The period of this study came at a somewhat transitional point on Mastodon. Originally Mastodon rules were posted on the “about” page for the server. These rules often were long lists, often clearly copied from other servers. Mastodon v3.4 added an API field that allowed Mastodon administrators to add rules as server metadata.

flowchart TD
    A[Raw Longitudinal Data] --> B{Filter Servers}
    B --> E[Vectorize Rules with SBERT]
    E --> F[Cluster Similar Rules]

Figure 13: Diagram for the processing of rules data.

Initial Findings

Table 7: Most common rules on Fediverse servers.

Rule	Count
No racism, sexism, homophobia, transphobia, xenophobia, or casteism	1925
No incitement of violence or promotion of violent ideologies	1629
No harassment, dogpiling or doxxing of other users	1581
No illegal content.	1273
Sexually explicit or violent media must be marked as sensitive when posting	1220
Do not share intentionally false or misleading information	1074
Be nice.	510
No spam or advertising.	410
Don't be a dick.	405
Be excellent to each other.	264

Interviews

We conducted interviews with 17 moderators and admins of Fediverse communities in 2022.

Table 8: Descriptions of the seventeen interviews in the study.

Descriptions of the seventeen interviews in the study.
ID	Software	Size	Topic
FV1	Mastodon	[100–1K)	Regional
FV2	Mastodon	[1K–10K)	Language
FV3	Mastodon	[10–100)	Interest/Language
FV4	Mastodon	[1K–10K)	Interest(?)
FV5	Mastodon	[10-100)	Regional/Interst
FV6	Pleroma	?
FV7	Mastodon	[100–1K)
FV8	Mastodon	[100–1K)
FV9	Mastodon	[1K–10K)
FV10	Mastodon	[100–1K)
FV11	Mastodon	[100–1K)
FV12	Mastodon	[10–100)
FV13	Mastodon	[100–1K)	Interest
FV14	Pleroma	?
FV15	Pleroma	?	Religion
FV16	Misskey	?
FV17	Mastodon	[100–1K)

Identifying Communities

To identify communities of interest, we first considered the written rules on Mastodon and Pleroma servers. Starting with Mastodon Social, we used iterative sampling to discover new servers from the set of peer connections on previously known servers. We then downloaded the “/about/more” HTML data on Mastodon servers and the “/static/terms-of-service.html” HTML data on Pleroma servers as they appeared on September 25, 2021. I chose to go with a snapshot from September 25, 2021 as this was before the rules API feature got added to Mastodon and so we get the richest text content.
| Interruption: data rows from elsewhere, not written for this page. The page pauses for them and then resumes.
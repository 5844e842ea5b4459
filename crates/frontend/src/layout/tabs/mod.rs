//! Tab bookkeeping for the editor area
//!
//! - `manager` - open tabs, selection and the page list
//! - `reconcile` - selection repair after tabs close
//! - `menu` - which tab context menu entries apply

pub mod manager;
pub mod menu;
pub mod reconcile;

pub use manager::TabManager;
pub use menu::TabMenu;
pub use reconcile::HOME_PATH;
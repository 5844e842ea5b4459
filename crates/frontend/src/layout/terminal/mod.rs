//! Bottom panel: a simulated terminal plus static Problems/Output/Debug views.
//!
//! - `grammar` - command table and fallbacks
//! - `input` - Enter detection for the single-line input
//! - `dispatcher` - runs a committed line against the services
//! - `transcript` - command/response log
//! - `services` - REST, rating modal and navigation behind a trait

pub mod cmd;
pub mod dispatcher;
pub mod grammar;
pub mod input;
pub mod panel;
pub mod services;
pub mod transcript;

pub use panel::TerminalPanel;
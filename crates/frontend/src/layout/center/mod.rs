pub mod center;
pub mod context_menu;
pub mod editor;
pub mod home;
pub mod tabs;

pub use center::Center;
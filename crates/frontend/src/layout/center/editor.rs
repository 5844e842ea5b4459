//! Document view. Built-in pages are read-only static assets, user pages
//! are edited in place and saved with Ctrl+S.

use leptos::prelude::*;
use wasm_bindgen_futures::spawn_local;

use crate::domain::page::{Page, PageIndex};
use crate::layout::global_context::use_global;
use crate::shared::api_utils::get_text;
use crate::shared::config::config;
use crate::shared::i18n::{use_language, Language};

fn asset_url(lang: Language, page: &Page) -> String {
    format!(
        "{}/{}/{}",
        config().site.pages_path.trim_end_matches('/'),
        lang.code(),
        page.name
    )
}

#[component]
pub fn PageView(index: PageIndex) -> impl IntoView {
    let ctx = use_global();
    let lang = use_language();

    let page = Memo::new(move |_| ctx.tabs.with(|m| m.page(index).cloned()));
    let is_user_page = Memo::new(move |_| page.get().is_some_and(|p| p.is_user_page()));
    let asset = RwSignal::new(None::<String>);

    Effect::new(move |_| {
        let Some(page) = page.get().filter(|p| !p.is_user_page()) else {
            return;
        };
        let url = asset_url(lang.language.get(), &page);
        asset.set(None);
        spawn_local(async move {
            let text = get_text(&url).await.unwrap_or_else(|e| {
                log::error!("Failed to load {}: {}", url, e);
                String::new()
            });
            let _ = asset.try_set(Some(text));
        });
    });

    view! {
        <div class="page-view">
            {move || {
                if is_user_page.get() {
                    view! {
                        <textarea
                            class="page-view__editor"
                            spellcheck="false"
                            prop:value=move || page.get().and_then(|p| p.content).unwrap_or_default()
                            on:input=move |ev| ctx.update_content(index, &event_target_value(&ev))
                        ></textarea>
                    }
                    .into_any()
                } else {
                    view! {
                        <pre class="page-view__markdown">
                            {move || asset.get().unwrap_or_default()}
                        </pre>
                    }
                    .into_any()
                }
            }}
        </div>
    }
}
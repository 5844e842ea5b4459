use thiserror::Error;

use super::model::PageIndex;

#[derive(Debug, Clone, PartialEq, Error)]
pub enum PageError {
    #[error("File name is empty after normalization")]
    EmptyName,

    #[error("Page {0} does not exist")]
    UnknownPage(PageIndex),

    #[error("Page {0} is built in and read-only")]
    BuiltinPage(PageIndex),

    #[error("Storage error: {0}")]
    Storage(String),

    #[error("Serialization error: {0}")]
    Serialization(String),
}
//! Selection repair after the set of open tabs changes.
//!
//! Every closure policy only computes a new visible list; this is the single
//! place that decides what becomes selected and where to navigate.

use crate::domain::page::{Page, PageIndex};

pub const HOME_PATH: &str = "/";

#[derive(Debug, Clone, PartialEq, Eq)]
pub struct Reconciled {
    pub selected: Option<PageIndex>,
    pub navigate_to: Option<String>,
}

/// Decide the selection after `prev_visible` became `new_visible`.
///
/// * no tabs left: home
/// * selected tab removed and it sat above every remaining index: the
///   highest remaining index
/// * selected tab removed otherwise: the lowest remaining index
/// * selected tab still open: unchanged
pub fn reconcile(
    prev_selected: Option<PageIndex>,
    prev_visible: &[PageIndex],
    new_visible: &[PageIndex],
    pages: &[Page],
) -> Reconciled {
    let (Some(&min), Some(&max)) = (new_visible.iter().min(), new_visible.iter().max()) else {
        return Reconciled {
            selected: None,
            navigate_to: Some(HOME_PATH.to_string()),
        };
    };

    let removed = prev_selected
        .filter(|sel| prev_visible.contains(sel) && !new_visible.contains(sel));

    let Some(sel) = removed else {
        return Reconciled {
            selected: prev_selected,
            navigate_to: None,
        };
    };

    let target = if sel > max { max } else { min };
    Reconciled {
        selected: Some(target),
        navigate_to: pages.iter().find(|p| p.index == target).map(Page::path),
    }
}

#[cfg(test)]
mod tests {
    use super::*;
    use crate::domain::page::builtin::builtin_pages;
    use crate::shared::i18n::Language;

    fn pages() -> Vec<Page> {
        builtin_pages(Language::En)
    }

    #[test]
    fn closing_selected_highest_selects_new_max() {
        let r = reconcile(Some(2), &[0, 1, 2], &[0, 1], &pages());
        assert_eq!(r.selected, Some(1));
        assert_eq!(r.navigate_to.as_deref(), Some("/skills"));
    }

    #[test]
    fn closing_selected_in_the_middle_selects_min() {
        let r = reconcile(Some(2), &[1, 2, 3], &[1, 3], &pages());
        assert_eq!(r.selected, Some(1));
        assert_eq!(r.navigate_to.as_deref(), Some("/skills"));
    }

    #[test]
    fn min_follows_index_order_not_strip_order() {
        let r = reconcile(Some(3), &[4, 3, 0], &[4, 0], &pages());
        assert_eq!(r.selected, Some(0));
    }

    #[test]
    fn empty_goes_home() {
        let r = reconcile(Some(0), &[0], &[], &pages());
        assert_eq!(r.selected, None);
        assert_eq!(r.navigate_to.as_deref(), Some(HOME_PATH));
    }

    #[test]
    fn unaffected_selection_is_kept() {
        let r = reconcile(Some(1), &[0, 1, 2], &[1, 2], &pages());
        assert_eq!(r.selected, Some(1));
        assert_eq!(r.navigate_to, None);

        let home = reconcile(None, &[0, 1], &[1], &pages());
        assert_eq!(home.selected, None);
        assert_eq!(home.navigate_to, None);
    }

    #[test]
    fn missing_page_selects_without_navigation() {
        let r = reconcile(Some(50), &[40, 50], &[40], &pages());
        assert_eq!(r.selected, Some(40));
        assert_eq!(r.navigate_to, None);
    }
}
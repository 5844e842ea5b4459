use chrono::{DateTime, Utc};
use serde::{Deserialize, Serialize};

use super::validation::{self, ReviewViolation};

// ============================================================================
// Review
// ============================================================================

/// Visitor review as returned by `GET /review`
#[derive(Debug, Clone, PartialEq, Serialize, Deserialize)]
pub struct Review {
    #[serde(rename = "_id", default)]
    pub id: String,
    pub username: String,
    pub comment: String,
    pub stars: f64,
    #[serde(default, alias = "createdAt")]
    pub created_at: Option<DateTime<Utc>>,
    #[serde(rename = "updatedAt", default)]
    pub updated_at: Option<String>,
}

impl Review {
    /// Stars rendered the way the API stores them: `4`, `4.5`.
    pub fn stars_label(&self) -> String {
        format_stars(self.stars)
    }
}

/// `4.0` → `"4"`, `4.5` → `"4.5"`
pub fn format_stars(stars: f64) -> String {
    if stars.fract() == 0.0 {
        format!("{}", stars as i64)
    } else {
        format!("{}", stars)
    }
}

// ============================================================================
// Create request
// ============================================================================

/// Body of `POST /review`
#[derive(Debug, Clone, PartialEq, Serialize, Deserialize)]
pub struct CreateReviewRequest {
    pub username: String,
    pub comment: String,
    pub stars: f64,
}

impl CreateReviewRequest {
    /// Builds a request with trimmed text fields.
    pub fn new(username: &str, comment: &str, stars: f64) -> Self {
        Self {
            username: username.trim().to_string(),
            comment: comment.trim().to_string(),
            stars,
        }
    }

    /// Same rules the API enforces; the first violation wins.
    pub fn validate(&self) -> Result<(), ReviewViolation> {
        validation::validate(&self.username, &self.comment, self.stars)
    }
}

#[cfg(test)]
mod tests {
    use super::*;

    #[test]
    fn parses_review_with_snake_case_timestamp() {
        let json = r#"{
            "_id": "1",
            "username": "gabriel",
            "comment": "Great portfolio!",
            "stars": 4.5,
            "created_at": "2024-03-15T14:02:26.123Z",
            "updatedAt": "2024-03-15T14:02:26.123Z"
        }"#;
        let review: Review = serde_json::from_str(json).unwrap();
        assert_eq!(review.username, "gabriel");
        assert!(review.created_at.is_some());
        assert_eq!(review.stars_label(), "4.5");
    }

    #[test]
    fn parses_review_with_camel_case_timestamp() {
        let json = r#"{"username":"ana","comment":"nice","stars":5,"createdAt":"2024-01-01T00:00:00Z"}"#;
        let review: Review = serde_json::from_str(json).unwrap();
        assert!(review.created_at.is_some());
        assert_eq!(review.stars_label(), "5");
    }

    #[test]
    fn create_request_trims_text() {
        let request = CreateReviewRequest::new("  ana ", " a long enough comment ", 3.0);
        assert_eq!(request.username, "ana");
        assert_eq!(request.comment, "a long enough comment");
    }
}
Using these HTML data, we filtered to only servers which had texts in English, had over 100 tokens of text on these pages (after removing stop words, articles, and non-letters). From this matrix, we calculate the pairwise similarity between all M documents by counting the number of n-grams they share in common using the following formula:

\[ \frac{\text{count}(X_1 \cap X_2)}{\min(\text{count}(X_1), \text{count}(X_2))} \]

I then created clusters using the HDBSCAN algorithm to construct clusters of similar rules. We recruited participants with the goal of representing servers in each main cluster.

Qualitative Analysis Methods

I plan to use directed qualitative content analysis, starting under the framework of institutional isomorphism. Several practices that lead to rule creation suggest strong institutional isomorphism amoung Fediverse servers (Figure 14).

Figure 14: Diagram of three kinds of institutional isomorphism and how they shape rules in the Fediverse.

Rules Memos

Applying local rules to external posts

Some servers attempt to apply their own local rules to posts on other servers. This may create significant difficulties when federating with other servers.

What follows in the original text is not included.